LHOIST RECHERCHE ET DEVELOPPEMENT SA
R&D arm of global lime producer Lhoist, focused on carbon capture for lime and cement manufacturing and lime-based construction materials.
Their core work
Lhoist R&D is the research arm of the Lhoist Group, one of the world's largest lime and dolomite producers, based in Limelette, Belgium. Their research mission centers on decarbonizing lime and cement manufacturing — an industry responsible for roughly 7% of global CO2 emissions — and on developing new applications for lime-based and bio-derived construction materials. They bring deep industrial process knowledge from operating kilns and calciners at commercial scale, which lets them test emerging carbon capture technologies in real plant conditions. In short: they are the industrial partner that turns carbon capture chemistry from a lab concept into something that works inside a cement plant.
What they specialise in
LEILAC2 moves from pilot to demonstration scale and explicitly addresses CO2 hubs, CCUS, CCS and CO2 use pathways for hard-to-abate industry.
ISOBIO developed highly insulating composite construction materials from bio-aggregates, with Lhoist contributing lime-based binders and renders.
ISOBIO work referenced moisture sorption, environmental quality and air quality in lime-rendered bio-composite panels.
How they've shifted over time
Between 2015 and 2019 their H2020 engagement was spread between bio-based building materials (ISOBIO) and the first LEILAC pilot on calciner CO2 capture. From 2020 onward the portfolio narrows and deepens almost entirely onto industrial decarbonization: LEILAC2 scales Direct Separation technology, introduces CO2 hub and CCUS/CCS logistics, and puts CO2 utilization on the table. The trajectory is clear — they have moved from materials science side-projects toward betting their research capacity on carbon capture for their core lime and cement business.
They are doubling down on industrial CCUS for lime and cement, making them an obvious partner for anyone building the next generation of low-carbon heavy industry value chains or CO2 utilization projects.
How they like to work
Lhoist R&D consistently joins as an industrial partner rather than coordinating — zero coordinator roles, two participant roles and one third-party role across three projects. They work in sizable consortia (42 unique partners across 13 countries) and show strong loyalty to the LEILAC line of research, staying with the same core team from pilot into demonstration. For a collaborator this means they are a dependable industrial anchor, not a project manager — bring them in for real-plant validation, not to run the paperwork.
Their H2020 network spans 42 distinct partners across 13 European countries, clustered around large industrial-decarbonization consortia typical of cement and lime CCUS work. The geographic footprint is pan-European with a natural pull toward industrial partners in Belgium, Germany, France, the UK and Australia (via Calix, the Direct Separation technology originator).
What sets them apart
Very few research organizations combine deep lime chemistry expertise with the ability to host and operate full-scale calciner trials — Lhoist R&D does both because it sits inside a global lime producer. Compared to academic carbon-capture groups they offer real plant access and process realism; compared to engineering firms they bring proprietary knowledge of lime reactivity and kiln behavior. If your technology only works on paper until it meets a real calciner, this is the partner that closes that gap.

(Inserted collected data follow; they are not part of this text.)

//! View module - UI rendering
//!
//! This module handles all UI rendering for the application using ratatui.
//! It is organized into submodules by component type:
//!
//! - `theme`: Styles shared by every renderer
//! - `utils`: Shared utility functions (popup placement, truncation)
//! - `layout`: Screen frame and help line
//! - `content`: Search input, category list and results table
//! - `overlays`: Error notification

mod theme;
mod utils;
mod layout;
mod content;
mod overlays;

pub use theme::Theme;

use ratatui::{
    layout::{Constraint, Direction, Layout, Margin},
    Frame,
};

use crate::model::{AppModel, Screen};

#[derive(Default)]
pub struct AppView {
    theme: Theme,
}

impl AppView {
    pub fn new(theme: Theme) -> Self {
        Self { theme }
    }

    pub fn render(&self, frame: &mut Frame, model: &AppModel) {
        let area = frame.area().inner(Margin {
            horizontal: 2,
            vertical: 1,
        });

        let chunks = Layout::default()
            .direction(Direction::Vertical)
            .constraints([
                Constraint::Min(0),    // Active screen
                Constraint::Length(1), // Help line
            ])
            .split(area);

        match model.screen() {
            Screen::Search => content::render_search_input(frame, chunks[0], model, &self.theme),
            Screen::CategorySelect { query } => {
                content::render_category_list(frame, chunks[0], query, model, &self.theme)
            }
            Screen::Results { query, results } => content::render_results_table(
                frame,
                chunks[0],
                query,
                results,
                model.result_selected(),
                &self.theme,
            ),
        }

        layout::render_help_line(frame, chunks[1], model.view_kind(), &self.theme);

        if let Some(message) = model.error_message() {
            overlays::render_error_notification(frame, message, &self.theme);
        }
    }
}

#[cfg(test)]
mod tests {
    use ratatui::{backend::TestBackend, Terminal};

    use super::*;
    use crate::model::{Category, SearchResults};

    fn rendered(model: &AppModel, width: u16, height: u16) -> String {
        let mut terminal = Terminal::new(TestBackend::new(width, height)).unwrap();
        terminal
            .draw(|frame| AppView::default().render(frame, model))
            .unwrap();
        let buffer = terminal.backend().buffer();
        buffer
            .content()
            .chunks(width as usize)
            .map(|line| line.iter().map(|cell| cell.symbol()).collect::<String>())
            .collect::<Vec<_>>()
            .join("\n")
    }

    fn type_query(model: &mut AppModel, text: &str) {
        for c in text.chars() {
            model.append_to_input(c);
        }
    }

    #[test]
    fn search_screen_shows_placeholder_and_help() {
        let model = AppModel::new();
        let screen = rendered(&model, 80, 12);
        assert!(screen.contains("Search..."));
        assert!(screen.contains("ctrl+r"));
        assert!(screen.contains("ctrl+c"));
        assert!(screen.contains("submit"));
    }

    #[test]
    fn category_screen_lists_four_categories() {
        let mut model = AppModel::new();
        type_query(&mut model, "Queen");
        model.submit_query();
        let screen = rendered(&model, 80, 20);
        for title in ["Artist", "Album", "Playlist", "Track"] {
            assert!(screen.contains(title), "missing {title}");
        }
        assert!(screen.contains("Queen"));
        assert!(screen.contains("back"));
    }

    #[test]
    fn results_screen_renders_rows_and_headers() {
        let mut model = AppModel::new();
        type_query(&mut model, "Queen");
        model.submit_query();
        let body = r#"{"artists":{"items":[{"name":"Queen","popularity":84,"genres":["rock"],
            "external_urls":{"spotify":"https://open.spotify.com/artist/q"}}],"total":1}}"#;
        model.show_results(SearchResults::from_json(Category::Artist, body).unwrap());

        let screen = rendered(&model, 120, 16);
        assert!(screen.contains("Popularity"));
        assert!(screen.contains("Genres"));
        assert!(screen.contains("Queen"));
        assert!(screen.contains("84"));
        assert!(screen.contains("https://open.spotify.com/artist/q"));
        assert!(screen.contains("1 of 1"));
    }

    #[test]
    fn empty_results_say_so() {
        let mut model = AppModel::new();
        type_query(&mut model, "zzzz");
        model.submit_query();
        let body = r#"{"tracks":{"items":[],"total":0}}"#;
        model.show_results(SearchResults::from_json(Category::Track, body).unwrap());

        let screen = rendered(&model, 160, 14);
        assert!(screen.contains("Duration"));
        assert!(screen.contains("No results"));
    }

    #[test]
    fn error_notification_is_drawn_over_the_screen() {
        let mut model = AppModel::new();
        model.set_error("Could not reach Spotify");
        let screen = rendered(&model, 80, 20);
        assert!(screen.contains("Could not reach Spotify"));
        assert!(screen.contains("Esc to dismiss"));
    }

    #[test]
    fn tiny_terminal_does_not_panic() {
        let mut model = AppModel::new();
        model.set_error("a long error message that needs wrapping across lines");
        rendered(&model, 6, 3);
        rendered(&model, 1, 1);
    }
}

Highlights from their portfolio
- LEILAC2Demonstration-scale carbon capture for cement and lime — the project that takes Direct Separation from 25 kt/y pilot to industrial demonstration, one of the most watched heavy-industry CCUS initiatives in Europe.
- LEILACThe original pilot that proved Direct Separation calcining could capture unavoidable process CO2 from lime and cement at low capital cost and minimal process change.
- ISOBIOAn unusual pairing of bio-aggregates with lime binders, showing Lhoist's willingness to explore construction-materials applications outside their decarbonization core.